> I consigli di un autore emergente, che ha fatto tutto da solo: Roberto Tartaglia
6 novembre 2011 Lascia un commento
Un Guest Post di Giancarlo Fornei, www.giancarlofornei.com
Eccomi con una nuova, emozionante intervista, questa volta ho parlato con Roberto Tartaglia.
Potremmo dire “uno di noi”, dato che Roberto, dopo una serie di delusioni ricevute dall’editoria tradizionale, ha deciso di pubblicare il suo primo thriller, “Casus belli”, in self-publishing.
Risultato? 5mila copie in circa 6 mesi…
Semplicemente fantastico, per un autore che ha fatto tutto da solo.
Un esempio da seguire, per i molti giovani che ambiscono a diventare, un giorno, autori di successo.
Ora, per celebrare questa piccola vittoria, ha deciso di offrirlo gratuitamente a chiunque si iscriva entro dicembre alla newsletter su questa pagina.
Tartaglia è in continuo fermento, ed ha creato anche il primo progetto online che intende aiutare tutti gli autori emergenti che vogliono affidarsi al self publishing.
Questa è la Fan Page di Vivere di Scrittura.

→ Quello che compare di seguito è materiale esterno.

//! SQLite implementation of ContinuationQueue.

use async_trait::async_trait;
use chrono::{DateTime, Utc};
use sqlx::SqlitePool;

use super::{ContinuationQueue, QueueEntryId, QueueError, QueuedContinuation};
use crate::payload::ImportRunnerPayload;
use crate::store::{format_ts, parse_ts};

fn storage_err(e: sqlx::Error) -> QueueError {
    QueueError::Storage(e.to_string())
}

/// SQLite-backed continuation queue.
#[derive(Clone)]
pub struct SqliteContinuationQueue {
    pool: SqlitePool,
}

impl SqliteContinuationQueue {
    pub fn new(pool: SqlitePool) -> Self {
        Self { pool }
    }

    /// Create the queue table.
    pub async fn run_migrations(&self) -> Result<(), QueueError> {
        sqlx::query(
            r#"
            CREATE TABLE IF NOT EXISTS import_continuations (
                id INTEGER PRIMARY KEY,
                run_id TEXT NOT NULL,
                payload TEXT NOT NULL,
                status TEXT NOT NULL DEFAULT 'pending',
                attempts INTEGER NOT NULL DEFAULT 0,
                error_message TEXT,
                not_before TEXT,
                created_at TEXT NOT NULL,
                started_at TEXT,
                completed_at TEXT
            )
            "#,
        )
        .execute(&self.pool)
        .await
        .map_err(storage_err)?;

        sqlx::query(
            r#"
            CREATE INDEX IF NOT EXISTS idx_import_continuations_status
            ON import_continuations(status, id)
            "#,
        )
        .execute(&self.pool)
        .await
        .map_err(storage_err)?;

        Ok(())
    }
}

#[async_trait]
impl ContinuationQueue for SqliteContinuationQueue {
    async fn enqueue(&self, payload: &ImportRunnerPayload) -> Result<QueueEntryId, QueueError> {
        let body =
            serde_json::to_string(payload).map_err(|e| QueueError::Serialization(e.to_string()))?;

        let id = sqlx::query_scalar::<_, i64>(
            r#"
            INSERT INTO import_continuations (run_id, payload, created_at)
            VALUES (?, ?, ?)
            RETURNING id
            "#,
        )
        .bind(payload.run_id().to_string())
        .bind(body)
        .bind(format_ts(Utc::now()))
        .fetch_one(&self.pool)
        .await
        .map_err(storage_err)?;

        Ok(QueueEntryId(id))
    }

    async fn claim(&self, limit: usize) -> Result<Vec<QueuedContinuation>, QueueError> {
        // No UPDATE ... LIMIT in stock SQLite; select then update in one tx.
        let mut tx = self.pool.begin().await.map_err(storage_err)?;

        let ids: Vec<i64> = sqlx::query_scalar(
            r#"
            SELECT id FROM import_continuations
            WHERE status = 'pending' AND (not_before IS NULL OR not_before <= ?)
            ORDER BY id
            LIMIT ?
            "#,
        )
        .bind(format_ts(Utc::now()))
        .bind(limit as i64)
        .fetch_all(&mut *tx)
        .await
        .map_err(storage_err)?;

        if ids.is_empty() {
            tx.commit().await.map_err(storage_err)?;
            return Ok(vec![]);
        }

        let in_clause = vec!["?"; ids.len()].join(",");

        let update = format!(
            "UPDATE import_continuations \
             SET status = 'running', attempts = attempts + 1, started_at = ? \
             WHERE id IN ({in_clause})"
        );
        let mut query = sqlx::query(&update).bind(format_ts(Utc::now()));
        for id in &ids {
            query = query.bind(id);
        }
        query.execute(&mut *tx).await.map_err(storage_err)?;

        let select = format!(
            "SELECT id, payload, created_at, attempts FROM import_continuations \
             WHERE id IN ({in_clause}) ORDER BY id"
        );
        let mut fetch = sqlx::query_as::<_, (i64, String, String, i64)>(&select);
        for id in &ids {
            fetch = fetch.bind(id);
        }
        let rows = fetch.fetch_all(&mut *tx).await.map_err(storage_err)?;

        tx.commit().await.map_err(storage_err)?;

        rows.into_iter()
            .map(|(id, payload, created_at, attempts)| {
                let payload: ImportRunnerPayload = serde_json::from_str(&payload)
                    .map_err(|e| QueueError::Serialization(e.to_string()))?;
                let created_at =
                    parse_ts(&created_at).map_err(|e| QueueError::Serialization(e.to_string()))?;
                Ok(QueuedContinuation {
                    id: QueueEntryId(id),
                    payload,
                    created_at,
                    attempts: attempts as u32,
                })
            })
            .collect()
    }

    async fn complete(&self, id: QueueEntryId) -> Result<(), QueueError> {
        sqlx::query(
            r#"
            UPDATE import_continuations
            SET status = 'completed', completed_at = ?
            WHERE id = ?
            "#,
        )
        .bind(format_ts(Utc::now()))
        .bind(id.0)
        .execute(&self.pool)
        .await
        .map_err(storage_err)?;

        Ok(())
    }

    async fn fail(&self, id: QueueEntryId, error: &str) -> Result<(), QueueError> {
        let mut end = error.len().min(2000);
        while !error.is_char_boundary(end) {
            end -= 1;
        }

        sqlx::query(
            r#"
            UPDATE import_continuations
            SET status = 'failed', completed_at = ?, error_message = ?
            WHERE id = ?
            "#,
        )
        .bind(format_ts(Utc::now()))
        .bind(&error[..end])
        .bind(id.0)
        .execute(&self.pool)
        .await
        .map_err(storage_err)?;

        Ok(())
    }

    async fn defer(&self, id: QueueEntryId, until: DateTime<Utc>) -> Result<(), QueueError> {
        sqlx::query(
            r#"
            UPDATE import_continuations
            SET status = 'pending', started_at = NULL, not_before = ?
            WHERE id = ?
            "#,
        )
        .bind(format_ts(until))
        .bind(id.0)
        .execute(&self.pool)
        .await
        .map_err(storage_err)?;

        Ok(())
    }

    async fn recover_orphans(&self) -> Result<usize, QueueError> {
        let result = sqlx::query(
            r#"
            UPDATE import_continuations
            SET status = 'pending', started_at = NULL
            WHERE status = 'running'
            "#,
        )
        .execute(&self.pool)
        .await
        .map_err(storage_err)?;

        Ok(result.rows_affected() as usize)
    }

    async fn pending_count(&self) -> Result<usize, QueueError> {
        let count: i64 = sqlx::query_scalar(
            "SELECT COUNT(*) FROM import_continuations WHERE status IN ('pending', 'running')",
        )
        .fetch_one(&self.pool)
        .await
        .map_err(storage_err)?;
        Ok(count as usize)
    }
}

Ma Roberto ha, a mio avviso, anche un altro grande pregio: è di una semplicità e disponibilità unica.
A lui, il mio personalissimo grazie per aver risposto alle mie domande.
A te che stai leggendo, il consiglio di fare “tuoi” i molti suggerimenti che Roberto ha condensato nelle risposte.
Giancarlo Fornei
Formatore Motivazionale, Scrittore & Mental Coach
“Il Coach delle Donne”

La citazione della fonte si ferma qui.